June 2012

My wife says that I write about sheep too much, and so fearing that readers may get bored with ovine chat this month I touch on my early life in manufacturing. One of my tasks was to escort parties of visitors around a large factory employing two thousand people making a vast range of weft knitted products including men’s and ladies hosiery, underwear and outerwear. I had to explain the processes and answer questions.

These included industrial history, technical aspects of manufacturing and ancillary processes through to wage systems and employment details. Visitors came from all over Britain and, of course, came with their own expectations and pre-conceived ideas.

I remember a particular group of university professors, and of being intrigued by their reaction when they entered the room used to piece together ladies twin sets, cardigans and jumpers. I can still picture their horrified faces as I slid back a large door and their eyes and ears were assailed by the sight and sounds of two hundred female machinists, all busily engrossed in sewing together sleeves, collars, bodies, ribs, welts, buttons, tapes, ribbons, hooks, zips and labels.

As usual, I introduced the visitors to various machinists who gave insights into their jobs. At the end of the tour the visitors had sandwiches and coffee but could not wait to tell me that they were appalled by the mundane, boring nature of the job and of how, in their opinion, the work was soul destroying and demeaning to those conducting it.

I knew the machinists did not share their view, but being a young working lad did not feel able to argue with university professors.  I wanted to tell them they were wrong, and years later I came to see how attitudes like theirs have damaged Britain’s manufacturing industry and working people in general.

Their idea that working with one’s hands is somehow of a lesser intrinsic value than that of intellectual effort can still be heard, especially when the BBC’s educated elite imply that only through intellectual pursuit at university is it possible for someone to achieve their potential. This view has done much to undermine the value of the very work that the majority of the population is best suited to perform.

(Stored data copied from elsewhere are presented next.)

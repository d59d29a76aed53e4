//! Task store backed by the hosted data store's REST row API.
//!
//! Rows live in the `todos` table and are addressed with filter query
//! parameters (`user_id=eq.<owner>`, `id=eq.<task>`). Every request carries
//! the project `apikey` and an `Authorization: Bearer` credential. On the
//! server that credential is the service-level key; on the client it is the
//! signed-in user's access token, so the store's row-level policy applies in
//! addition to the explicit owner filter.

use std::time::Duration;

use async_trait::async_trait;
use reqwest::header::{HeaderMap, HeaderValue, AUTHORIZATION};
use reqwest::{Method, RequestBuilder, Response};
use serde::de::DeserializeOwned;
use serde::{Deserialize, Serialize};
use url::Url;

use crate::error::{Error, Result};
use crate::shared::http_utils::{join_endpoint, redact_url_query, DEFAULT_REQUEST_TIMEOUT};
use crate::types::{NewTask, Task};

use super::TaskStore;

const TODOS_PATH: &str = "rest/v1/todos";

/// Connection settings for [`RestTaskStore`].
#[derive(Debug, Clone)]
pub struct RestStoreConfig {
    /// Project base URL, e.g. `https://project.example.co`.
    pub base_url: Url,
    /// Project API key sent as the `apikey` header.
    pub api_key: String,
    /// Per-request timeout.
    pub timeout: Duration,
}

impl RestStoreConfig {
    /// Creates a configuration with the default request timeout.
    pub fn new(base_url: Url, api_key: impl Into<String>) -> Self {
        Self {
            base_url,
            api_key: api_key.into(),
            timeout: DEFAULT_REQUEST_TIMEOUT,
        }
    }

    /// Overrides the request timeout.
    pub fn with_timeout(mut self, timeout: Duration) -> Self {
        self.timeout = timeout;
        self
    }
}

/// REST-backed [`TaskStore`].
#[derive(Debug, Clone)]
pub struct RestTaskStore {
    client: reqwest::Client,
    table_url: Url,
    api_key: String,
    bearer: String,
}

#[derive(Serialize)]
struct CompletedPatch {
    completed: bool,
}

#[derive(Deserialize)]
struct CompletedRow {
    #[serde(default)]
    completed: bool,
}

#[derive(Deserialize)]
struct StoreErrorBody {
    message: Option<String>,
    error: Option<String>,
}

impl RestTaskStore {
    /// Creates a store authenticated with the project key itself (the
    /// service-level credential on the server side).
    ///
    /// # Errors
    ///
    /// Returns [`Error::Config`] if the table URL cannot be derived from the
    /// base URL or the HTTP client cannot be built.
    pub fn new(config: RestStoreConfig) -> Result<Self> {
        let table_url = join_endpoint(&config.base_url, TODOS_PATH)?;
        let client = reqwest::Client::builder()
            .timeout(config.timeout)
            .build()
            .map_err(|e| Error::config(format!("failed to build HTTP client: {e}")))?;
        Ok(Self {
            client,
            table_url,
            bearer: config.api_key.clone(),
            api_key: config.api_key,
        })
    }

    /// Sends a user's access token instead of the project key, so requests
    /// run under that user's row-level policy.
    pub fn with_bearer(mut self, access_token: impl Into<String>) -> Self {
        self.bearer = access_token.into();
        self
    }

    /// Builds a request carrying both credentials.
    ///
    /// A credential that is not a valid header value (a trailing newline
    /// from a secret file, say) is a configuration error; the request is
    /// never sent without it.
    fn request(&self, method: Method, url: Url) -> Result<RequestBuilder> {
        tracing::debug!(
            method = %method,
            url = %redact_url_query(url.as_str()),
            "store request"
        );
        let api_key = HeaderValue::from_str(&self.api_key)
            .map_err(|_| Error::config("store API key is not a valid header value"))?;
        let bearer = HeaderValue::from_str(&format!("Bearer {}", self.bearer))
            .map_err(|_| Error::config("store bearer token is not a valid header value"))?;

        let mut headers = HeaderMap::new();
        headers.insert("apikey", api_key);
        headers.insert(AUTHORIZATION, bearer);
        Ok(self.client.request(method, url).headers(headers))
    }

    fn owner_url(&self, select: &str, owner_id: &str) -> Url {
        let mut url = self.table_url.clone();
        url.query_pairs_mut()
            .append_pair("select", select)
            .append_pair("user_id", &format!("eq.{owner_id}"));
        url
    }

    fn row_url(&self, task_id: &str, owner_id: &str) -> Url {
        let mut url = self.table_url.clone();
        url.query_pairs_mut()
            .append_pair("id", &format!("eq.{task_id}"))
            .append_pair("user_id", &format!("eq.{owner_id}"));
        url
    }

    async fn rows<T: DeserializeOwned>(builder: RequestBuilder) -> Result<Vec<T>> {
        let response = builder
            .send()
            .await
            .map_err(|e| Error::store(format!("store unreachable: {e}")))?;
        let response = check_status(response).await?;
        response
            .json()
            .await
            .map_err(|e| Error::store(format!("malformed store response: {e}")))
    }
}

/// Maps a non-success response to [`Error::Store`], preferring the store's
/// own `message` field.
async fn check_status(response: Response) -> Result<Response> {
    let status = response.status();
    if status.is_success() {
        return Ok(response);
    }
    let body = response.text().await.unwrap_or_default();
    let message = serde_json::from_str::<StoreErrorBody>(&body)
        .ok()
        .and_then(|b| b.message.or(b.error))
        .unwrap_or_else(|| format!("store returned status {status}"));
    tracing::warn!(status = status.as_u16(), %message, "store request failed");
    Err(Error::store(message))
}

#[async_trait]
impl TaskStore for RestTaskStore {
    async fn list(&self, owner_id: &str) -> Result<Vec<Task>> {
        let mut url = self.owner_url("*", owner_id);
        url.query_pairs_mut().append_pair("order", "created_at.desc");
        Self::rows(self.request(Method::GET, url)?).await
    }

    async fn completion_flags(&self, owner_id: &str) -> Result<Vec<bool>> {
        let url = self.owner_url("completed", owner_id);
        let rows: Vec<CompletedRow> = Self::rows(self.request(Method::GET, url)?).await?;
        Ok(rows.into_iter().map(|row| row.completed).collect())
    }

    async fn insert(&self, new_task: NewTask) -> Result<Task> {
        let builder = self
            .request(Method::POST, self.table_url.clone())?
            .header("Prefer", "return=representation")
            .json(&new_task);
        let rows: Vec<Task> = Self::rows(builder).await?;
        rows.into_iter()
            .next()
            .ok_or_else(|| Error::store("insert returned no row"))
    }

    async fn set_completed(&self, task_id: &str, owner_id: &str, completed: bool) -> Result<Task> {
        let builder = self
            .request(Method::PATCH, self.row_url(task_id, owner_id))?
            .header("Prefer", "return=representation")
            .json(&CompletedPatch { completed });
        let rows: Vec<Task> = Self::rows(builder).await?;
        rows.into_iter().next().ok_or_else(|| Error::NotFound {
            task_id: task_id.to_string(),
        })
    }

    async fn delete(&self, task_id: &str, owner_id: &str) -> Result<()> {
        let builder = self
            .request(Method::DELETE, self.row_url(task_id, owner_id))?
            .header("Prefer", "return=representation");
        let rows: Vec<Task> = Self::rows(builder).await?;
        if rows.is_empty() {
            return Err(Error::NotFound {
                task_id: task_id.to_string(),
            });
        }
        Ok(())
    }
}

As a consequence, millions of young Britons now refuse work involving physical labour because they have been taught to believe that human attainment and satisfaction can be achieved only by academic means. It has also meant that each year thousands go to university to read subjects which used to be better practically taught at technical colleges.

The intellectualisation of education has also led to adverse changes in the school curriculum as can be seen when physical training (PT) was altered to physical education (PE). This act alone being partly responsible for the decline in physical fitness.

Spurious intellectualised thinking did not however stop at schools. It can also be seen in the workplace where job titles have been spun to suggest academic qualities. For example, the dustman (or dust person if you are of a feminist disposition) is now variously described as Waste Returns Operative or even Resource Recovery Technician.

Those professors who arrogantly dismissed the physical labour of the seamstress or embroiderer as soul destroying, may not realise that the hands of the seamstress are similarly skilled as those of the mason who spends his life chiselling away at stone. Their thoughtless devaluation of today’s skilled labour could therefore also apply to the skilled labour of the past, and so their dismissal of today’s labour could give licence to those who equally dismiss the labour of the past by vandalising ancient buildings and monuments.

Old buildings give a sense of history and belonging to our lives and so I have never agreed with those who believe that such buildings, particularly churches, should be left to fend for themselves and that available money should go to alleviating poverty. This may sound a little hard but poverty which is a relative term, has been around since the beginning and we can be absolutely sure that it will be around in a hundred years. We cannot however be sure, unless we make it so, that our Parish Church will still be there to serve the community through the continuum of the labour and liturgy of those who built it.

Talking about sustaining the church however, reminds me of the story of the avid Bristol City fan who regularly put £5 in his offering envelope at St Stephen’s.

One Sunday to his horror he realised that he had given a £50 note and after the service asked the church warden if he could have change. The warden put on a serious face and replied that he was sorry but that no refunds were possible. He then jokingly said, “In any case the offering was, “Part of the admittance fee to heaven.”

The surprised parishioner however resolved to put things right, and the next time the warden opened the envelope he found a card on which was printed;

‘St Stephen’s Season Ticket.  Admit One”.